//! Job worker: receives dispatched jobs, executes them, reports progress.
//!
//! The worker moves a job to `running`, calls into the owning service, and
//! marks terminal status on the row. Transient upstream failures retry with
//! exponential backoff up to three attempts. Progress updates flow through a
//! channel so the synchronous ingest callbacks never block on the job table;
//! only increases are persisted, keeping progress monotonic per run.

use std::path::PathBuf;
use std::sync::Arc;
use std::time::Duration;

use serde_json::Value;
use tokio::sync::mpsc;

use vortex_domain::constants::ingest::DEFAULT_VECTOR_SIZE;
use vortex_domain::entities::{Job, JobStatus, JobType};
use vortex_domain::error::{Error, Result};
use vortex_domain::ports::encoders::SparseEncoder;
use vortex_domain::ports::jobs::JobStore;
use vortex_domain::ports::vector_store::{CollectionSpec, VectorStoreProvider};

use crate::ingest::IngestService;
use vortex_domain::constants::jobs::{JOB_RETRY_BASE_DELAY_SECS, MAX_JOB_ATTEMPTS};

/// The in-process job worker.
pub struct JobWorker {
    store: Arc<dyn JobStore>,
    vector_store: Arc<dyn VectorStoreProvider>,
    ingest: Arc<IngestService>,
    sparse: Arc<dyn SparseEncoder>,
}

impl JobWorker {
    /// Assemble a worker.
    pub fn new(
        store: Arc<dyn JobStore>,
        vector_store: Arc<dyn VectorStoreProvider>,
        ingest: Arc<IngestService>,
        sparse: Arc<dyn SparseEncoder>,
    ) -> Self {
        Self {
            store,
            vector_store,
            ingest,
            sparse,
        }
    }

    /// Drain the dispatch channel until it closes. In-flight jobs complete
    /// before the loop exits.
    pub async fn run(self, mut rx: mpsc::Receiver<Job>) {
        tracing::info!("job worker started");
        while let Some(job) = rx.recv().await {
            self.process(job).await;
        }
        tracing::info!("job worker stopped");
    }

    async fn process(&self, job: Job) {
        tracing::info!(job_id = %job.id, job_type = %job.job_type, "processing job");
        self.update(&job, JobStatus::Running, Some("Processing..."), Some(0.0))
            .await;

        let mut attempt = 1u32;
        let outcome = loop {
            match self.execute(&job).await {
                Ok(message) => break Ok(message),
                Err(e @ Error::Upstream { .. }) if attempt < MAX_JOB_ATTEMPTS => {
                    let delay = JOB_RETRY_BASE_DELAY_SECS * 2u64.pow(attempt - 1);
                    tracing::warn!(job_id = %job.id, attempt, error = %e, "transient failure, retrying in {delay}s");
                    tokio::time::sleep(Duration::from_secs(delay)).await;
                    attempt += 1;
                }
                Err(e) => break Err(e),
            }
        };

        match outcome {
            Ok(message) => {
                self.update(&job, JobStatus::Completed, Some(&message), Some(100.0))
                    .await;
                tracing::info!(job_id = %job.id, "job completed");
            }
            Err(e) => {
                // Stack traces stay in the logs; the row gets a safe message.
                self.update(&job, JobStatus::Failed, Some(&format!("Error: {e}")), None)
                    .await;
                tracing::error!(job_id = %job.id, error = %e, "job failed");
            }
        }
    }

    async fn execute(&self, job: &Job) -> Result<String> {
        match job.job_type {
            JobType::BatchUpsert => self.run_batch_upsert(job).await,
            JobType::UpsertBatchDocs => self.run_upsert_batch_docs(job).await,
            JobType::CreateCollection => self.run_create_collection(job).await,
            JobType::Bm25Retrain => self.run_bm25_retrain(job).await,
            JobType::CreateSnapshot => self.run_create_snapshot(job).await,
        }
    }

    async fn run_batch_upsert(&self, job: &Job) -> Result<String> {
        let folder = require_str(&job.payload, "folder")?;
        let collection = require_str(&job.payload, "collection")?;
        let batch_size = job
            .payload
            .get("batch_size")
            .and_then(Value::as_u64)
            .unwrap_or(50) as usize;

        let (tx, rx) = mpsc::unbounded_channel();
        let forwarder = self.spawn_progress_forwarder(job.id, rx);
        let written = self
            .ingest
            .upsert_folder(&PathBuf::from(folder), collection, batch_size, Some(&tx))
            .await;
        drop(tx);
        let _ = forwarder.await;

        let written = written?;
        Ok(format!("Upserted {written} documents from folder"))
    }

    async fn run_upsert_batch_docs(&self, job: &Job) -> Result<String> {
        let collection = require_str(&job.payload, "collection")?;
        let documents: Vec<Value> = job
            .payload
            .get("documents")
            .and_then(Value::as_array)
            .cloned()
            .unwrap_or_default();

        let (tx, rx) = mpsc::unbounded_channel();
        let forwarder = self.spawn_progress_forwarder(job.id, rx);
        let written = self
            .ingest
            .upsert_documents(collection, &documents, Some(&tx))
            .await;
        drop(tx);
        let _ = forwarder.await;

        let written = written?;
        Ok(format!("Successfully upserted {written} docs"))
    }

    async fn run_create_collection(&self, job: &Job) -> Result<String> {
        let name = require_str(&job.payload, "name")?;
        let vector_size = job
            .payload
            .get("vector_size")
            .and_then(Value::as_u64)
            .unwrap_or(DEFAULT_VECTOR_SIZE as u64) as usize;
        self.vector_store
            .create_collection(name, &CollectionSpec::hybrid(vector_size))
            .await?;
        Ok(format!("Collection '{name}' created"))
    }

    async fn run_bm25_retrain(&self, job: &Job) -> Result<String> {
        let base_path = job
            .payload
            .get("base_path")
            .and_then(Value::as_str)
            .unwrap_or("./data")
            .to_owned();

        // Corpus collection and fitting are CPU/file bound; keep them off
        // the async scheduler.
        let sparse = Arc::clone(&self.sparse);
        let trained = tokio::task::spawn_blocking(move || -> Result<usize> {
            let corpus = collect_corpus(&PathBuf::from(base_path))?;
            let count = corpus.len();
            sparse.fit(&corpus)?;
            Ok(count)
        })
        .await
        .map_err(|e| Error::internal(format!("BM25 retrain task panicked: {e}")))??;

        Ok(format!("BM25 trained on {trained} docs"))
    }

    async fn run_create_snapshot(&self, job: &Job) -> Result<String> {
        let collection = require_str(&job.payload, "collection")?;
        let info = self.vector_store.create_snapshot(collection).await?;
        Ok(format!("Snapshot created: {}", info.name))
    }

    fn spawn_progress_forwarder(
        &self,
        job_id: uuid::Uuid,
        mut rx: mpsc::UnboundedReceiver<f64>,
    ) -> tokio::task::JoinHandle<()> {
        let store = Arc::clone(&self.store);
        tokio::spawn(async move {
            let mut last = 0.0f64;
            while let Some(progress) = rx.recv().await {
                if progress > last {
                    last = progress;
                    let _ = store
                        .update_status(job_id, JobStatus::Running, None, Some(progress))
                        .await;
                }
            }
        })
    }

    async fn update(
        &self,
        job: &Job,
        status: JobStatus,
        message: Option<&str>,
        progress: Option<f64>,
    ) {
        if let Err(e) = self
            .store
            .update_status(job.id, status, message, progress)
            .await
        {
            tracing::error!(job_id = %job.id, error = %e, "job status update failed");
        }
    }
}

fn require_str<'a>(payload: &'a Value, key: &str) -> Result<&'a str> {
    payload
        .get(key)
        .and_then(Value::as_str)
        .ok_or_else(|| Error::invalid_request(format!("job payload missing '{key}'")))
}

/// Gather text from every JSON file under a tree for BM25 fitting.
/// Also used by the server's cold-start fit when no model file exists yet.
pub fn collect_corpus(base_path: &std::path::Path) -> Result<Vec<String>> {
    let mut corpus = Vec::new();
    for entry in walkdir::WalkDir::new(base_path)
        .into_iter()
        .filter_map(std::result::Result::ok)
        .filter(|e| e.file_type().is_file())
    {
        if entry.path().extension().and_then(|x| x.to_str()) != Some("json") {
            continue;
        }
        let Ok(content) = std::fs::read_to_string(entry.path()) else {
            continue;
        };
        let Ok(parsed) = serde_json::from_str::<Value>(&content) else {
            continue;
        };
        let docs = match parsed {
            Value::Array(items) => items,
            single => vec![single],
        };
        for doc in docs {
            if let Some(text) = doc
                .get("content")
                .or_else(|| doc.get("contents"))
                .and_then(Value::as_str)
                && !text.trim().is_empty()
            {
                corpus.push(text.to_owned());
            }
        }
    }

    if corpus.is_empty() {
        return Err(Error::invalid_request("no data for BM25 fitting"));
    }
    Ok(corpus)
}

Directions for this task: Find and show each line of the listing with the word "Option".

Solution to this task:
        message: Option<&str>,
        progress: Option<f64>,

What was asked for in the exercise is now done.